Causal inference

Does working as a researcher cause your eyesight to become strained, your back to become hunched, and your social life to become rather limited? Or is this just an association? The fact that I’m even asking this question probably suggests that I need to get out more. But the question of causality arises frequently in population research, as well as our ‘real’ lives, so we thought that an introduction to the topic might make a useful and thought-provoking post. The only problem is where to start…

The example of smoking and lung cancer

The history of research on smoking and lung cancer includes conspiracy, corporate denial, and some excellent lessons for researchers. In 2004, Richard Doll wrote a nine page report providing evidence that smoking causes cancer. In itself, this may seem unremarkable, and perhaps a little late, (didn’t everyone know this in 2004?). But Doll’s report was the follow-up for research that he had begun more than 50 years earlier. And he was over 90 when it was published! (Sadly, he died the year afterwards aged 92.)

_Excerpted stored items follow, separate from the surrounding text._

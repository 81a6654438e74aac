//! Application state shared across HTTP handlers

use crate::auth::AuthSystem;
use crate::config::Config;
use crate::storage::StorageLayer;
use std::sync::Arc;
use std::time::Instant;

/// HTTP server state shared across handlers
///
/// Every field is behind an `Arc`, so cloning the state per worker is cheap.
#[derive(Debug, Clone)]
pub struct AppState {
    /// Loaded configuration (read-only)
    pub config: Arc<Config>,
    /// Authentication system
    pub auth: Arc<AuthSystem>,
    /// Storage layer
    pub storage: Arc<StorageLayer>,
    /// Process start, reported by the health endpoint
    pub started_at: Instant,
}

impl AppState {
    pub fn new(config: Config, auth: AuthSystem, storage: Arc<StorageLayer>) -> Self {
        Self {
            config: Arc::new(config),
            auth: Arc::new(auth),
            storage,
            started_at: Instant::now(),
        }
    }

    pub fn config(&self) -> &Config {
        &self.config
    }

    /// Seconds since the state was built
    pub fn uptime_secs(&self) -> u64 {
        self.started_at.elapsed().as_secs()
    }
}
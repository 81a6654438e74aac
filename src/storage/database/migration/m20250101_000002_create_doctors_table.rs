use sea_orm_migration::prelude::*;

use super::m20250101_000001_create_accounts_table::Accounts;

#[derive(DeriveMigrationName)]
pub struct Migration;

#[async_trait::async_trait]
impl MigrationTrait for Migration {
    async fn up(&self, manager: &SchemaManager) -> Result<(), DbErr> {
        manager
            .create_table(
                Table::create()
                    .table(Doctors::Table)
                    .if_not_exists()
                    .col(ColumnDef::new(Doctors::Id).uuid().not_null().primary_key())
                    .col(ColumnDef::new(Doctors::Name).string().not_null())
                    .col(ColumnDef::new(Doctors::Crm).string().not_null().unique_key())
                    .col(ColumnDef::new(Doctors::Specialty).string().not_null())
                    .col(ColumnDef::new(Doctors::Phone).string().null())
                    .col(
                        ColumnDef::new(Doctors::AccountId)
                            .uuid()
                            .not_null()
                            .unique_key(),
                    )
                    .foreign_key(
                        ForeignKey::create()
                            .name("fk_doctors_account_id")
                            .from(Doctors::Table, Doctors::AccountId)
                            .to(Accounts::Table, Accounts::Id)
                            .on_delete(ForeignKeyAction::Cascade),
                    )
                    .to_owned(),
            )
            .await?;

        manager
            .create_index(
                Index::create()
                    .if_not_exists()
                    .name("idx_doctors_name")
                    .table(Doctors::Table)
                    .col(Doctors::Name)
                    .to_owned(),
            )
            .await?;

        Ok(())
    }

    async fn down(&self, manager: &SchemaManager) -> Result<(), DbErr> {
        manager
            .drop_table(Table::drop().table(Doctors::Table).to_owned())
            .await
    }
}

#[derive(DeriveIden)]
pub enum Doctors {
    Table,
    Id,
    Name,
    Crm,
    Specialty,
    Phone,
    AccountId,
}
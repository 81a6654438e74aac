//! Service-level handlers: health, API index and the 404 fallback

use crate::server::state::AppState;
use crate::utils::error::ApiError;
use actix_web::error::{JsonPayloadError, QueryPayloadError};
use actix_web::{HttpRequest, HttpResponse, web};
use serde_json::json;
use tracing::debug;

/// Health check endpoint handler. Reports 503 when the database does not answer.
pub async fn health_check(state: web::Data<AppState>) -> HttpResponse {
    let database_up = state.storage.health_check().await;

    let body = json!({
        "status": if database_up { "OK" } else { "DEGRADED" },
        "service": "SUS Digital API",
        "version": env!("CARGO_PKG_VERSION"),
        "timestamp": chrono::Utc::now().to_rfc3339(),
        "uptime": state.uptime_secs(),
        "database": if database_up { "up" } else { "down" },
    });

    if database_up {
        HttpResponse::Ok().json(body)
    } else {
        HttpResponse::ServiceUnavailable().json(body)
    }
}

/// Service description and endpoint index
pub async fn api_index() -> HttpResponse {
    HttpResponse::Ok().json(json!({
        "message": "Bem-vindo à API SUS Digital!",
        "version": env!("CARGO_PKG_VERSION"),
        "description": "Sistema de Gestão de Saúde Digital",
        "endpoints": {
            "auth": {
                "POST /api/auth/register": "Cadastrar novo usuário",
                "POST /api/auth/login": "Fazer login",
                "GET /api/auth/me": "Obter dados do usuário logado",
                "POST /api/auth/change-password": "Alterar senha",
            },
            "usuarios": {
                "GET /api/usuarios": "Listar usuários (ADMIN)",
                "GET /api/usuarios/{id}": "Obter usuário por ID (próprio ou ADMIN)",
                "PUT /api/usuarios/{id}": "Atualizar usuário (ADMIN)",
                "DELETE /api/usuarios/{id}": "Deletar usuário (ADMIN)",
            },
            "medicos": {
                "GET /api/medicos": "Listar médicos",
                "GET /api/medicos/{id}": "Obter médico por ID",
            },
            "pacientes": {
                "GET /api/pacientes": "Listar pacientes (MEDICO/ADMIN)",
                "GET /api/pacientes/{id}": "Obter paciente por ID (MEDICO/ADMIN)",
            },
            "consultas": {
                "GET /api/consultas": "Listar consultas visíveis ao usuário",
                "POST /api/consultas": "Agendar consulta (MEDICO/ADMIN)",
                "GET /api/consultas/{id}": "Obter consulta por ID",
                "PUT /api/consultas/{id}": "Atualizar consulta (MEDICO responsável/ADMIN)",
                "DELETE /api/consultas/{id}": "Deletar consulta (ADMIN)",
                "GET /api/consultas/medico/{id}": "Agenda de um médico",
                "GET /api/consultas/paciente/{id}": "Histórico de um paciente",
            },
        },
    }))
}

/// Fallback for unmatched routes
pub async fn not_found(req: HttpRequest) -> HttpResponse {
    debug!("No route for {} {}", req.method(), req.path());

    HttpResponse::NotFound().json(json!({
        "erro": "Rota não encontrada",
        "path": req.uri().to_string(),
        "method": req.method().as_str(),
        "timestamp": chrono::Utc::now().to_rfc3339(),
    }))
}

/// Malformed JSON bodies become validation errors
pub fn json_error_handler(err: JsonPayloadError, _req: &HttpRequest) -> actix_web::Error {
    debug!("Rejecting request body: {}", err);
    ApiError::validation(format!("Corpo da requisição inválido: {}", err)).into()
}

/// Malformed query strings become validation errors
pub fn query_error_handler(err: QueryPayloadError, _req: &HttpRequest) -> actix_web::Error {
    debug!("Rejecting query string: {}", err);
    ApiError::validation(format!("Parâmetros de consulta inválidos: {}", err)).into()
}
//! Authentication context types

use crate::core::models::{Account, AccountWithProfile, Profile, Role};
use crate::utils::error::{ApiError, AuthFailure};
use actix_web::dev::Payload;
use actix_web::{FromRequest, HttpMessage, HttpRequest};
use std::future::{Ready, ready};
use uuid::Uuid;

/// Identity attached to a request after successful authentication.
///
/// Built only from an account loaded from the store, never from token claims alone.
/// Handlers read it through the `FromRequest` impl; nothing mutates it after attachment.
#[derive(Debug, Clone)]
pub struct AuthenticatedContext {
    identity: AccountWithProfile,
}

impl AuthenticatedContext {
    pub fn new(identity: AccountWithProfile) -> Self {
        Self { identity }
    }

    pub fn account(&self) -> &Account {
        &self.identity.account
    }

    pub fn profile(&self) -> Option<&Profile> {
        self.identity.profile.as_ref()
    }

    pub fn identity(&self) -> &AccountWithProfile {
        &self.identity
    }

    pub fn account_id(&self) -> Uuid {
        self.identity.account.id
    }

    pub fn role(&self) -> Role {
        self.identity.account.role
    }
}

impl FromRequest for AuthenticatedContext {
    type Error = ApiError;
    type Future = Ready<Result<Self, Self::Error>>;

    fn from_request(req: &HttpRequest, _payload: &mut Payload) -> Self::Future {
        ready(
            req.extensions()
                .get::<AuthenticatedContext>()
                .cloned()
                .ok_or(ApiError::unauthenticated(AuthFailure::NotAuthenticated)),
        )
    }
}
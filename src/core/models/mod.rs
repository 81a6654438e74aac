//! Core data models
//!
//! Accounts, roles, the doctor/patient profiles attached to them and their appointments.

pub mod account;
pub mod appointment;
pub mod profile;

pub use account::{Account, AccountWithProfile, Role};
pub use appointment::{
    Appointment, AppointmentChanges, AppointmentDetail, AppointmentDoctor, AppointmentFilter,
    AppointmentPatient, AppointmentStatus, NewAppointment,
};
pub use profile::{
    DoctorProfile, NewDoctorProfile, NewPatientProfile, OwnerSummary, PatientProfile, Profile,
    ProfileWithOwner,
};
use crate::core::models::{DoctorProfile, OwnerSummary, PatientProfile, ProfileWithOwner};
use crate::utils::error::{ApiError, Result};
use sea_orm::*;
use tracing::debug;
use uuid::Uuid;

use super::super::entities::{self, account, doctor, patient};
use super::types::SeaOrmDatabase;

impl SeaOrmDatabase {
    /// All doctors, ordered by name
    pub async fn list_doctors(&self) -> Result<Vec<ProfileWithOwner<DoctorProfile>>> {
        let rows = entities::Doctor::find()
            .find_also_related(entities::Account)
            .order_by_asc(doctor::Column::Name)
            .all(&self.db)
            .await?;

        rows.into_iter()
            .map(|(doctor, owner)| with_owner(doctor.to_domain(), owner))
            .collect()
    }

    pub async fn find_doctor(
        &self,
        doctor_id: Uuid,
    ) -> Result<Option<ProfileWithOwner<DoctorProfile>>> {
        debug!("Finding doctor by ID: {}", doctor_id);

        entities::Doctor::find_by_id(doctor_id)
            .find_also_related(entities::Account)
            .one(&self.db)
            .await?
            .map(|(doctor, owner)| with_owner(doctor.to_domain(), owner))
            .transpose()
    }

    /// All patients, ordered by name
    pub async fn list_patients(&self) -> Result<Vec<ProfileWithOwner<PatientProfile>>> {
        let rows = entities::Patient::find()
            .find_also_related(entities::Account)
            .order_by_asc(patient::Column::Name)
            .all(&self.db)
            .await?;

        rows.into_iter()
            .map(|(patient, owner)| with_owner(patient.to_domain(), owner))
            .collect()
    }

    pub async fn find_patient(
        &self,
        patient_id: Uuid,
    ) -> Result<Option<ProfileWithOwner<PatientProfile>>> {
        debug!("Finding patient by ID: {}", patient_id);

        entities::Patient::find_by_id(patient_id)
            .find_also_related(entities::Account)
            .one(&self.db)
            .await?
            .map(|(patient, owner)| with_owner(patient.to_domain(), owner))
            .transpose()
    }
}

fn with_owner<P>(profile: P, owner: Option<account::Model>) -> Result<ProfileWithOwner<P>> {
    let owner = owner.ok_or_else(|| ApiError::internal("Profile row without an owning account"))?;
    Ok(ProfileWithOwner {
        profile,
        owner: OwnerSummary {
            email: owner.email,
            active: owner.active,
        },
    })
}
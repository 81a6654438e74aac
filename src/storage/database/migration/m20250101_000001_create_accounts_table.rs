use sea_orm_migration::prelude::*;

#[derive(DeriveMigrationName)]
pub struct Migration;

#[async_trait::async_trait]
impl MigrationTrait for Migration {
    async fn up(&self, manager: &SchemaManager) -> Result<(), DbErr> {
        manager
            .create_table(
                Table::create()
                    .table(Accounts::Table)
                    .if_not_exists()
                    .col(ColumnDef::new(Accounts::Id).uuid().not_null().primary_key())
                    .col(
                        ColumnDef::new(Accounts::Email)
                            .string()
                            .not_null()
                            .unique_key(),
                    )
                    .col(ColumnDef::new(Accounts::PasswordHash).string().not_null())
                    .col(ColumnDef::new(Accounts::Role).string_len(16).not_null())
                    .col(
                        ColumnDef::new(Accounts::Active)
                            .boolean()
                            .not_null()
                            .default(true),
                    )
                    .col(
                        ColumnDef::new(Accounts::CreatedAt)
                            .timestamp_with_time_zone()
                            .not_null()
                            .default(Expr::current_timestamp()),
                    )
                    .col(
                        ColumnDef::new(Accounts::UpdatedAt)
                            .timestamp_with_time_zone()
                            .not_null()
                            .default(Expr::current_timestamp()),
                    )
                    .to_owned(),
            )
            .await?;

        manager
            .create_index(
                Index::create()
                    .if_not_exists()
                    .name("idx_accounts_role")
                    .table(Accounts::Table)
                    .col(Accounts::Role)
                    .to_owned(),
            )
            .await?;

        manager
            .create_index(
                Index::create()
                    .if_not_exists()
                    .name("idx_accounts_created_at")
                    .table(Accounts::Table)
                    .col(Accounts::CreatedAt)
                    .to_owned(),
            )
            .await?;

        Ok(())
    }

    async fn down(&self, manager: &SchemaManager) -> Result<(), DbErr> {
        manager
            .drop_table(Table::drop().table(Accounts::Table).to_owned())
            .await
    }
}

#[derive(DeriveIden)]
pub enum Accounts {
    Table,
    Id,
    Email,
    PasswordHash,
    Role,
    Active,
    CreatedAt,
    UpdatedAt,
}
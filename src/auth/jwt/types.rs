//! JWT types and data structures

use crate::core::models::Role;
use crate::utils::error::AuthFailure;
use jsonwebtoken::{Algorithm, DecodingKey, EncodingKey};
use serde::{Deserialize, Serialize};
use thiserror::Error;
use uuid::Uuid;

/// JWT handler for token operations
#[derive(Clone)]
pub struct JwtHandler {
    /// Encoding key for signing tokens
    pub(super) encoding_key: EncodingKey,
    /// Decoding key for verifying tokens
    pub(super) decoding_key: DecodingKey,
    /// JWT algorithm
    pub(super) algorithm: Algorithm,
    /// Token lifetime in seconds
    pub(super) lifetime: u64,
    /// Lifetime as configured, advertised to clients
    pub(super) lifetime_label: String,
}

impl std::fmt::Debug for JwtHandler {
    fn fmt(&self, f: &mut std::fmt::Formatter<'_>) -> std::fmt::Result {
        f.debug_struct("JwtHandler")
            .field("algorithm", &self.algorithm)
            .field("lifetime", &self.lifetime)
            .field("encoding_key", &"[REDACTED]")
            .field("decoding_key", &"[REDACTED]")
            .finish()
    }
}

/// JWT claims structure
#[derive(Debug, Clone, PartialEq, Eq, Serialize, Deserialize)]
pub struct Claims {
    /// Subject (account ID)
    pub sub: Uuid,
    /// Account email at issue time
    pub email: String,
    /// Account role
    pub role: Role,
    /// Issued at timestamp
    pub iat: u64,
    /// Expiration timestamp
    pub exp: u64,
}

/// Claims decoded without checking the signature.
///
/// Inspection only. There is no conversion into `Claims` or into an authenticated
/// context, so these can never reach an authorization decision.
#[derive(Debug, Clone)]
pub struct UnverifiedClaims(pub(super) Claims);

impl UnverifiedClaims {
    pub fn subject(&self) -> Uuid {
        self.0.sub
    }

    pub fn email(&self) -> &str {
        &self.0.email
    }

    pub fn role(&self) -> Role {
        self.0.role
    }

    pub fn expires_at(&self) -> u64 {
        self.0.exp
    }
}

/// Token verification failures
#[derive(Error, Debug, Clone, Copy, PartialEq, Eq)]
pub enum TokenError {
    /// Signature valid, expiry passed
    #[error("token expired")]
    Expired,
    /// Malformed token or signature mismatch
    #[error("token invalid")]
    Invalid,
}

impl From<TokenError> for AuthFailure {
    fn from(err: TokenError) -> Self {
        match err {
            TokenError::Expired => AuthFailure::ExpiredToken,
            TokenError::Invalid => AuthFailure::InvalidToken,
        }
    }
}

The problem of confounding


Figure 1: US data on smoking and lung cancer

There are different types of evidence that suggest a causal link between smoking and lung cancer. The trend in US lung cancer rates was pre-empted by the trend in US smoking rates over much of the 20th Century (see Figure 1). There is a several hundred year history of evidence that suggests a link between smoking and cancer. But it wasn’t until 1950 that Doll and colleagues found convincing evidence that suggested smokers were more likely to die of lung cancer than non-smokers (in the US and the UK). But was this causal evidence? There were, and still are, a range of differences between smokers and non-smokers, and any one of these differences could be the cause of lung cancer, rather than smoking. For example, people who smoke are less likely to exercise, so exercise might be a confounder in the relationship between smoking and lung cancer. This is because people who do not exercise are more likely to be ‘selected into’ smoking (a form of selection bias), and are therefore systematically different from non-smokers. Causal inference can be problematic if research does not consider all the factors that might be responsible for confounding or selection. Even after Doll’s work was published, the statistician Ronald Fisher was one of several notable critics who argued that the link between smoking and cancer was explained by other factors, and therefore a spurious association (another term for confounding). For a discussion and references see here.

Randomized experiments

One way for Doll to avoid the problems of confounding and selection was to compare two groups of people who were exactly the same, except for their smoking behaviour, and then see which group was more likely to develop lung cancer. In theory, he could have achieved this by randomizing smoking. Of course, this was neither possible nor ethical, even in the 1950s. However, if we imagine an alternative universe where it was possible, then Doll could have carried out something similar to a modern randomized drug trial, such that smoking would be the only difference between the groups who were treated (smokers) and those who were controls (non-smokers). The reason why randomization is seen by many as the best tool for investigating causality is essentially because of the balance that randomization creates, such that each group has the same characteristics (on average), and the only difference between them is with regard to treatment status.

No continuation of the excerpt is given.